Short Story – I’ll Do It

They swarmed through the phone system, hell-bent on causing chaos and mayhem with the emergency services. The phone operators were tired, but dedicated, and so processed the gibbering idiot’s requests for medical attention with a sterile, sensible, emotionless efficiency. Derrick, sipping on a vending machine coffee, half-listened to the gleeful voice whispering in his ear. “I’ve taken a load of pills,” it said with a slurp, “I’ll be, I’ll be cold by the time the police get here!”

He won’t be. They never were. The problem was that if they really wanted to kill themselves – REALLY do themselves in – then why call 999? Why not take the pills and lie down on the floor, quietly, and just wait for the chemicals to do their job? The answer was simple – they didn’t want to kill themselves at all. They wanted fleets of police and ambulances to come to their aid, armies of doctors and psychiatrists to fawn over them, to comfort them, maybe even fill the void that was gaping wide in their lives. It was an egotistic nature gone completely nuts. Any attention will do, the more extreme the better, and so a handful of pills, a mouthful of vodka, and a call to 999. What a waste of time. Welcome to modern society.

Derrick slowly prodded the keys to send a police unit to the old lunatics house – for the fifth time in a fortnight, he noticed – and said, “what have you taken sir?”

“I’ve always hated the police,” replied the voice, “always.”

“Well they are coming to save your life, sir.” He wanted to cancel the squad car and ambulance racing to the man’s aid. That’ll teach him.

“I don’t want them to save my life. I want to die, I do.” There was a pause. “I fucking hate you too, you fucking bastard. And that bitch. This’ll teach her a lesson, when I’m dead!”

“Of course,” replied Derrick, sticking to the training. “Can you tell me what you’ve taken?”

“Pills. Lots and lots of pills.” His voice trailed off, almost ethereal and detached. “I’m going to kill myself.”

“What pills have you taken?”

“They’ll find me dead they will. Dead… you fucking bastard.”

“Stay with me, sir. What pills have you taken?” What was the point? If he wanted to die, let him die. Derrick clicked a card on the computer screen, trying to keep emotionally numb from the constant abuse. He shouldn’t have to put up with it – no-one in their darkened control room should, and yet they did, night in and night out without complaint. “Sir?”

“I dunno. White pills…” he faded away. “…with a cross. You cunt.”

Derrick noticed that the police were not too far away. “Stay with me, sir.” Five times in a fortnight. He needed help but had refused all medication according to the notes. He’d also had a few calls about smacking his wife. Now she’d left and so he was hitting the bottle “to teach that bitch a lesson.” Drinking poison and expecting the other person to die. What was the deterrent here though? He’d continue this destructive path because the services would come save him, every time. It was their duty – the man knew that, and he would continue screaming for attention, wasting other people’s time and creating a strain on the already-stretched public services.

“I fucking hate all of you! You’re a cunting cunt, you cunt!” he cried.

Something in Derrick flipped. He saw red, his legs ached and his vision became ultra crisp. “Really,” he muttered.

“I want to die!”

“Really.” Fuck this guy. He didn’t deserve to live. “Why don’t you slit your wrists then?”

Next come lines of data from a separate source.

use std::sync::Arc;
use tokio_util::task::TaskTracker;

use super::cache::user_cache_key;
use super::error::{ServiceError, TokenError};
use super::jwt::{AccessTokenClaims, JwtService, TokenResponse};
use super::metrics::record_auth_event;
use super::notifier::{password_reset_email, verification_email, Notifier};
use super::queue::{enqueue_invalidation, QueueClient};
use super::refresh::RefreshTokenService;
use super::store::UserStore;
use super::verification::{Redemption, TokenPurpose, VerificationTokenService};
use crate::config::AuthPolicyConfig;
use crate::models::{Role, User, UserLookup};
use crate::utils::{hash_password, verify_password, Password};

pub fn normalize_email(email: &str) -> String {
    email.trim().to_lowercase()
}

/// Input for creating an account, through registration or by an admin.
#[derive(Debug, Clone)]
pub struct NewAccount {
    pub name: Option<String>,
    pub email: String,
    pub password: Password,
    pub phone: Option<String>,
    pub role: Role,
}

#[derive(Debug)]
pub struct AuthSession {
    pub user: User,
    pub tokens: TokenResponse,
}

#[derive(Debug)]
pub struct RefreshedSession {
    pub access_token: String,
    /// Present only when refresh tokens are rotated.
    pub refresh_token: Option<String>,
    pub expires_in: i64,
}

#[derive(Clone)]
pub struct AuthService {
    users: Arc<dyn UserStore>,
    jwt: JwtService,
    refresh: RefreshTokenService,
    verification: VerificationTokenService,
    notifier: Arc<dyn Notifier>,
    queue: Arc<dyn QueueClient>,
    policy: AuthPolicyConfig,
    outbox: TaskTracker,
}

impl AuthService {
    pub fn new(
        users: Arc<dyn UserStore>,
        jwt: JwtService,
        refresh: RefreshTokenService,
        verification: VerificationTokenService,
        notifier: Arc<dyn Notifier>,
        queue: Arc<dyn QueueClient>,
        policy: AuthPolicyConfig,
    ) -> Self {
        Self {
            users,
            jwt,
            refresh,
            verification,
            notifier,
            queue,
            policy,
            outbox: TaskTracker::new(),
        }
    }

    /// Hands a message to the notifier on a detached task. The caller never
    /// waits on delivery and failures are only logged.
    fn dispatch_email(
        &self,
        user_id: &str,
        kind: &'static str,
        to: String,
        subject: String,
        body: String,
    ) {
        let notifier = self.notifier.clone();
        let user_id = user_id.to_string();
        self.outbox.spawn(async move {
            if let Err(e) = notifier.send(&to, &subject, &body).await {
                tracing::warn!(user_id = %user_id, kind, error = %e, "Failed to send email");
            }
        });
    }

    /// Waits for every dispatched email to finish, then accepts new ones.
    pub async fn drain_outbox(&self) {
        self.outbox.close();
        self.outbox.wait().await;
        self.outbox.reopen();
    }

    /// Creates the account and schedules the eviction of any stale profile
    /// cached under its id. Email and phone must be unused.
    pub async fn create_account(&self, account: NewAccount) -> Result<User, ServiceError> {
        let email = normalize_email(&account.email);
        if self
            .users
            .find_by(&UserLookup::Email(email.clone()))
            .await?
            .is_some()
        {
            return Err(ServiceError::Conflict("Email already registered".to_string()));
        }
        if let Some(phone) = &account.phone {
            if self
                .users
                .find_by(&UserLookup::Phone(phone.clone()))
                .await?
                .is_some()
            {
                return Err(ServiceError::Conflict("Phone already registered".to_string()));
            }
        }

        let password_hash = hash_password(&account.password)
            .map_err(|e| ServiceError::Internal(anyhow::anyhow!("Password hashing error: {}", e)))?;

        let user = User::new(account.name, email, account.phone, account.role);
        self.users.create(&user, &password_hash).await?;
        enqueue_invalidation(self.queue.as_ref(), user_cache_key(&user.id)).await;

        tracing::info!(user_id = %user.id, role = %user.role, "Account created");
        Ok(user)
    }

    /// Issues a fresh email-verification token and dispatches the link.
    pub async fn send_verification_email(&self, user: &User) -> Result<(), ServiceError> {
        let token = self
            .verification
            .issue(TokenPurpose::EmailVerification, &user.id)
            .await?;
        let (subject, body) = verification_email(&self.policy.public_base_url, &token);

        self.dispatch_email(&user.id, "email_verification", user.email.clone(), subject, body);
        Ok(())
    }

    async fn issue_session(&self, user: &User) -> Result<TokenResponse, ServiceError> {
        let access_token = self.jwt.issue_access_token(&user.id)?;
        let refresh_token = self.refresh.issue(&user.id).await?;

        Ok(TokenResponse {
            access_token,
            refresh_token,
            token_type: "Bearer".to_string(),
            expires_in: self.jwt.access_token_expiry_seconds(),
        })
    }

    pub async fn register(
        &self,
        name: Option<String>,
        email: String,
        password: Password,
        phone: Option<String>,
    ) -> Result<AuthSession, ServiceError> {
        let user = self
            .create_account(NewAccount {
                name,
                email,
                password,
                phone,
                role: Role::User,
            })
            .await
            .inspect_err(|_| record_auth_event("register", "failure"))?;

        let tokens = self.issue_session(&user).await?;

        if let Err(e) = self.send_verification_email(&user).await {
            tracing::warn!(user_id = %user.id, error = %e, "Could not issue verification token at registration");
        }

        record_auth_event("register", "success");
        Ok(AuthSession { user, tokens })
    }

    pub async fn login(&self, email: &str, password: &Password) -> Result<AuthSession, ServiceError> {
        let email = normalize_email(email);
        let Some((user, password_hash)) = self.users.find_credentials(&email).await? else {
            record_auth_event("login", "unknown_email");
            return Err(ServiceError::InvalidCredentials);
        };

        if verify_password(password, &password_hash).is_err() {
            tracing::info!(user_id = %user.id, "Login failed: wrong password");
            record_auth_event("login", "wrong_password");
            return Err(ServiceError::InvalidCredentials);
        }

        if !user.is_active {
            record_auth_event("login", "deactivated");
            return Err(ServiceError::AccountDeactivated);
        }

        if self.policy.require_verified_email && !user.email_verified {
            record_auth_event("login", "unverified");
            return Err(ServiceError::EmailNotVerified);
        }

        let tokens = self.issue_session(&user).await?;
        tracing::info!(user_id = %user.id, "User logged in");
        record_auth_event("login", "success");
        Ok(AuthSession { user, tokens })
    }

    pub async fn refresh(&self, refresh_token: &str) -> Result<RefreshedSession, ServiceError> {
        let user = self
            .refresh
            .verify(refresh_token)
            .await
            .inspect_err(|_| record_auth_event("refresh", "failure"))?;

        if !user.is_active {
            record_auth_event("refresh", "deactivated");
            return Err(ServiceError::AccountDeactivated);
        }

        let access_token = self.jwt.issue_access_token(&user.id)?;

        let rotated = if self.policy.rotate_refresh_tokens {
            match self.refresh.revoke(refresh_token).await {
                Ok(()) => {}
                // Lost a race with a concurrent rotation of the same token.
                Err(ServiceError::RefreshTokenNotFound) => {
                    return Err(TokenError::ExpiredOrRevoked.into());
                }
                Err(e) => return Err(e),
            }
            Some(self.refresh.issue(&user.id).await?)
        } else {
            None
        };

        record_auth_event("refresh", "success");
        Ok(RefreshedSession {
            access_token,
            refresh_token: rotated,
            expires_in: self.jwt.access_token_expiry_seconds(),
        })
    }

    pub async fn logout(&self, user_id: &str, refresh_token: &str) -> Result<(), ServiceError> {
        self.refresh.revoke_owned(user_id, refresh_token).await?;
        tracing::info!(user_id = %user_id, "User logged out");
        record_auth_event("logout", "success");
        Ok(())
    }

    pub fn verify_token(&self, token: &str) -> Result<AccessTokenClaims, ServiceError> {
        Ok(self.jwt.verify_access_token(token.trim())?)
    }

    pub async fn verify_email(&self, token: &str) -> Result<User, ServiceError> {
        let user = self
            .verification
            .consume(Redemption::VerifyEmail, token)
            .await
            .inspect_err(|_| record_auth_event("verify_email", "failure"))?;

        enqueue_invalidation(self.queue.as_ref(), user_cache_key(&user.id)).await;
        record_auth_event("verify_email", "success");
        Ok(user)
    }

    pub async fn resend_verification(&self, user_id: &str) -> Result<(), ServiceError> {
        let user = self
            .users
            .find_by_id(user_id)
            .await?
            .ok_or(ServiceError::UserNotFound)?;

        if user.email_verified {
            return Err(ServiceError::Validation(
                "Email address is already verified".to_string(),
            ));
        }

        self.send_verification_email(&user).await
    }

    /// Succeeds whether or not the address belongs to an account.
    pub async fn request_password_reset(&self, email: &str) -> Result<(), ServiceError> {
        let email = normalize_email(email);
        let user = match self.users.find_by(&UserLookup::Email(email)).await? {
            Some(user) if user.is_active => user,
            _ => {
                tracing::debug!("Password reset requested for unknown or inactive account");
                record_auth_event("password_reset_request", "ignored");
                return Ok(());
            }
        };

        let token = self
            .verification
            .issue(TokenPurpose::PasswordReset, &user.id)
            .await?;
        let (subject, body) = password_reset_email(
            &self.policy.public_base_url,
            &token,
            self.policy.password_reset_ttl_minutes,
        );

        self.dispatch_email(&user.id, "password_reset", user.email.clone(), subject, body);

        record_auth_event("password_reset_request", "issued");
        Ok(())
    }

    pub async fn confirm_password_reset(
        &self,
        token: &str,
        new_password: Password,
    ) -> Result<(), ServiceError> {
        let user = self
            .verification
            .consume(Redemption::ResetPassword(new_password), token)
            .await
            .inspect_err(|_| record_auth_event("password_reset_confirm", "failure"))?;

        enqueue_invalidation(self.queue.as_ref(), user_cache_key(&user.id)).await;
        tracing::info!(user_id = %user.id, "Password reset completed");
        record_auth_event("password_reset_confirm", "success");
        Ok(())
    }
}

There was a pause. “You… what? What?”

“Cut your wrists. Go on, if you’re serious about it. Fucking cut your wrists.” A couple of controllers looked at him in shock.

“I… I want to die?” He sounded unsure. “Is this the police?”

“You’re a time waster. Go slit your wrists and do us all a favour you complete prick.” More people looked at Derrick but he didn’t care.

“Look, just get the police here,” he slurred. “I need help.”

“I’ll get you all the help you deserve,” replied Derrick with a cruel sneer. “Goodbye.” He hung up the line and patched through to the police officers. “Officers, control. Subject has left his premises and is driving down Oxford Road at excess speed. Red Astra, bearing north.”

There was a pause. “Copy control,” said the policeman, “bearing towards Oxford Road. Advising ambulance to meet us there, over.”

“Copy,” replied Derrick, satisfied that no-one will be going to help the suicidal man. Under the concerned watch of the other controllers, he signed out of his phone and left the building a happy man.